Entries taken from a collection
···

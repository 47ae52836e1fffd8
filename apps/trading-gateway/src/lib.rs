#![cfg_attr(
    test,
    allow(
        clippy::unwrap_used,
        clippy::expect_used,
        clippy::float_cmp,
        clippy::significant_drop_tightening,
        clippy::too_many_lines,
        clippy::match_same_arms,
        clippy::needless_pass_by_value,
        clippy::default_trait_access,
        clippy::items_after_statements
    )
)]

//! Trading Gateway - Order Routing & Market Data Fan-out
//!
//! Library core for a trading gateway: routes inbound orders to
//! execution venues through a priority-ordered router set, and fans
//! live market data out to many concurrently connected subscriber
//! sessions. Persistence, authentication, and the wire protocol are
//! collaborator concerns behind the ports defined here.
//!
//! # Layers (inside → outside)
//!
//! - **Domain**: Value objects and closed enumerations
//!   - `order`: Orders presented to the routing layer
//!   - `routing`: Strategy catalog, routing decision, error taxonomy
//!   - `session`: Session and subscription request/ack types
//!   - `streaming`: Market data event types
//!
//! - **Application**: Use cases and port definitions
//!   - `ports`: `Router`, `SessionSink`, `BrokerConnections`
//!   - `services`: Router selection, session registry, subscriptions
//!
//! - **Infrastructure**: Adapters and external integrations
//!   - `routers`: Direct, dark pool, algorithmic, and smart routers
//!   - `brokers`: In-memory broker directory
//!   - `sinks`: Channel-backed session sinks
//!   - `delivery`: Fan-out path with per-session failure isolation
//!   - `config`: Environment-driven configuration
//!
//! # Data Flow
//!
//! ```text
//!                 ┌──────────────┐
//! Order ─────────►│   Router     │────► RoutingDecision | RoutingError
//!                 │   Selector   │
//!                 └──────────────┘
//!
//!                 ┌──────────────┐     ┌─────────────┐──► Session 1
//! Market Data ───►│   Delivery   │────►│   Session   │──► Session 2
//! Events          │     Path     │     │   Registry  │──► Session N
//!                 └──────────────┘     └─────────────┘
//! ```

#![forbid(unsafe_code)]
#![warn(missing_docs)]
#![warn(clippy::pedantic)]

// =============================================================================
// Module Declarations
// =============================================================================

/// Domain layer - Value objects with no external dependencies.
pub mod domain;

/// Application layer - Use cases and port definitions.
pub mod application;

/// Infrastructure layer - Adapters and external integrations.
pub mod infrastructure;

/// Observability - Metrics export and tracing setup.
pub mod observability;

// =============================================================================
// Re-exports
// =============================================================================

// Domain types
pub use domain::order::{Order, OrderSide, OrderType};
pub use domain::routing::{ExecutionStrategy, RoutingDecision, RoutingError};
pub use domain::session::{
    SessionId, SessionWelcome, SubscriptionAck, SubscriptionAction, SubscriptionError,
    SubscriptionRequest, Symbol,
};
pub use domain::streaming::{MarketDataEvent, MarketDataType};

// Ports
pub use application::ports::{BrokerConnections, Router, SessionSink, SinkError, VenueBinding};

// Application services
pub use application::services::{
    RegistryStats, RouterSelector, SessionRegistry, SubscriptionService,
};

// Infrastructure adapters
pub use infrastructure::brokers::StaticBrokerDirectory;
pub use infrastructure::config::{ConfigError, GatewayConfig, RoutingSettings, SessionSettings};
pub use infrastructure::delivery::{DeliveryOutcome, DeliveryPath, DeliveryStatsSnapshot};
pub use infrastructure::routers::{
    AlgoRouter, DarkPoolRouter, ExchangeRouter, SmartRouter, router_set,
};
pub use infrastructure::sinks::ChannelSink;

// Observability
pub use observability::{init_metrics, init_tracing, try_init_tracing};
//! Application layer.
//!
//! Use cases and port definitions following the Hexagonal Architecture
//! pattern.

/// Port interfaces for external systems.
pub mod ports;

/// Orchestration services.
pub mod services;
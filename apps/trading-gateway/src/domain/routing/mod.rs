//! Order Routing Types
//!
//! Domain types for the routing decision layer: the strategy catalog,
//! the immutable routing decision, and the closed error taxonomy.

mod decision;
mod error;
mod strategy;

pub use decision::RoutingDecision;
pub use error::RoutingError;
pub use strategy::ExecutionStrategy;
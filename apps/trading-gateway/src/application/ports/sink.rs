//! Session Sink Port (Driven Port)
//!
//! Interface for pushing market data to one client session's transport.
//! Adapters own framing, buffering, and the underlying connection.

use async_trait::async_trait;
use thiserror::Error;

use crate::domain::streaming::MarketDataEvent;

/// Failure to hand an event to a session's transport.
#[derive(Debug, Clone, Copy, PartialEq, Eq, Error)]
pub enum SinkError {
    /// The session's transport is closed.
    #[error("session transport closed")]
    Closed,

    /// The session's send buffer is full.
    #[error("session send buffer full")]
    Full,
}

/// Send-capable handle for one client session.
#[async_trait]
pub trait SessionSink: Send + Sync {
    /// Push one event to the session.
    ///
    /// May wait for buffer space; the delivery path bounds the wait with
    /// its own timeout.
    async fn send(&self, event: MarketDataEvent) -> Result<(), SinkError>;
}
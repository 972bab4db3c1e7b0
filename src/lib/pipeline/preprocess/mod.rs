//! Expression preprocessing kernels
//!
//! - [`normalize`]: library-size normalization and `log1p`
//! - [`hvg`]: highly-variable gene selection (`seurat`, `seurat_v3`)
//! - [`cell_cycle`]: S / G2M scoring and phase assignment
//! - [`filter`]: QC-metric cell filters and gene-list subsetting

pub mod cell_cycle;
pub mod filter;
pub mod hvg;
pub mod normalize;

pub use cell_cycle::{score_cell_cycle, score_genes, Organism};
pub use filter::{apply_qc_filters, filter_genes, filter_obs, QcThresholds};
pub use hvg::{highly_variable_genes, HvgConfig, HvgFlavor, HvgResult, HvgStats};
pub use normalize::{log1p, normalize_total, store_counts_layer, COUNTS_LAYER};
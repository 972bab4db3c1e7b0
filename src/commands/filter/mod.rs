//! QC filtering of cells
//!
//! Drops cells outside the mitochondrial, doublet, total-count and
//! detected-gene bounds, in that order, and writes the survivors.

mod args;

use anyhow::Result;
use log::info;
use scprep_lib::pipeline::anndata_ops::{read_anndata_h5ad, write_anndata_h5ad};
use scprep_lib::pipeline::preprocess::apply_qc_filters;

use crate::commands::common;

pub use args::{FilterArgs, FilterConfig};

pub fn run_filter(args: FilterArgs) -> Result<()> {
    info!("Starting QC filtering");
    info!("Arguments: {:?}", args);

    let config = FilterConfig::from(args);
    config.validate()?;

    if config.dry_run {
        info!("Dry run completed successfully - all validations passed");
        return Ok(());
    }

    let active_threads = common::init_worker_pool(config.threads)?;
    info!("Worker pool: {} threads", active_threads);

    info!("Reading input AnnData file: {}", config.input.display());
    let mut adata = read_anndata_h5ad(&config.input)?;
    let n_before = adata.n_obs;
    info!(
        "Loaded AnnData matrix with shape: {} × {}",
        adata.n_obs, adata.n_vars
    );

    apply_qc_filters(&mut adata, &config.thresholds)?;
    info!(
        "Retained {} of {} cells after QC filtering",
        adata.n_obs, n_before
    );

    write_anndata_h5ad(&adata, &config.output)?;
    info!("Output written to: {}", config.output.display());
    Ok(())
}
//! Library-size normalization and log transform

use crate::core::error::Result;
use crate::core::sparse::SparseOps;
use crate::pipeline::anndata_ops::AnnDataContainer;
use log::info;

/// Name of the layer holding untouched integer counts.
pub const COUNTS_LAYER: &str = "counts";

/// Copy the expression matrix into `layers["counts"]` as integer counts.
pub fn store_counts_layer(adata: &mut AnnDataContainer) -> Result<()> {
    let counts = SparseOps::to_counts(adata.x_required("the counts layer")?)?;
    adata.layers.insert(COUNTS_LAYER.to_string(), counts);
    Ok(())
}

/// Scale every cell so its counts sum to `target_sum`.
///
/// Cells without counts stay all-zero.
pub fn normalize_total(adata: &mut AnnDataContainer, target_sum: f64) -> Result<()> {
    let x = adata.x_required("normalize_total")?;
    let factors: Vec<f64> = SparseOps::row_sums(x)
        .into_iter()
        .map(|total| if total > 0.0 { target_sum / total } else { 0.0 })
        .collect();
    let empty_cells = factors.iter().filter(|&&f| f == 0.0).count();

    let normalized = SparseOps::map_values_by_row(x, |row, value| value * factors[row])?;
    adata.x = Some(normalized);

    info!(
        "Normalized {} cells to {} counts each ({} empty cells left at zero)",
        adata.n_obs, target_sum, empty_cells
    );
    Ok(())
}

/// `x = ln(1 + x)` on every stored value.
pub fn log1p(adata: &mut AnnDataContainer) -> Result<()> {
    let x = adata.x_required("log1p")?;
    adata.x = Some(SparseOps::map_values_by_row(x, |_, value| value.ln_1p())?);
    Ok(())
}

#[cfg(test)]
mod tests {
    use super::*;
    use crate::pipeline::anndata_ops::test_support::dense_container;

    #[test]
    fn rows_sum_to_target() {
        let mut adata = dense_container(
            &[vec![1.0, 3.0, 0.0], vec![0.0, 0.0, 0.0], vec![5.0, 5.0, 10.0]],
            &["A", "B", "C"],
        );
        normalize_total(&mut adata, 1e4).unwrap();
        let sums = SparseOps::row_sums(adata.x.as_ref().unwrap());
        assert!((sums[0] - 1e4).abs() < 1e-6);
        assert_eq!(sums[1], 0.0);
        assert!((sums[2] - 1e4).abs() < 1e-6);
        let first = SparseOps::dense_column(adata.x.as_ref().unwrap(), 0);
        assert!((first[0] - 2500.0).abs() < 1e-9);
    }

    #[test]
    fn log1p_transforms_stored_values() {
        let mut adata = dense_container(&[vec![0.0, std::f64::consts::E - 1.0]], &["A", "B"]);
        log1p(&mut adata).unwrap();
        let col = SparseOps::dense_column(adata.x.as_ref().unwrap(), 1);
        assert!((col[0] - 1.0).abs() < 1e-12);
        assert_eq!(SparseOps::dense_column(adata.x.as_ref().unwrap(), 0), vec![0.0]);
    }

    #[test]
    fn counts_layer_keeps_raw_values() {
        let mut adata = dense_container(&[vec![2.0, 7.0]], &["A", "B"]);
        store_counts_layer(&mut adata).unwrap();
        normalize_total(&mut adata, 1.0).unwrap();
        let counts = SparseOps::from_counts(&adata.layers[COUNTS_LAYER]).unwrap();
        assert_eq!(SparseOps::row_sums(&counts), vec![9.0]);
    }

    #[test]
    fn dropped_matrix_is_reported() {
        let mut adata = dense_container(&[vec![1.0]], &["A"]);
        adata.x = None;
        assert!(normalize_total(&mut adata, 1e4).is_err());
    }
}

···

Look above for every line with the word "external" and copy it.

-- Response to this exercise --
//! - **Infrastructure**: Adapters and external integrations
/// Domain layer - Value objects with no external dependencies.
/// Infrastructure layer - Adapters and external integrations.
/// Port interfaces for external systems.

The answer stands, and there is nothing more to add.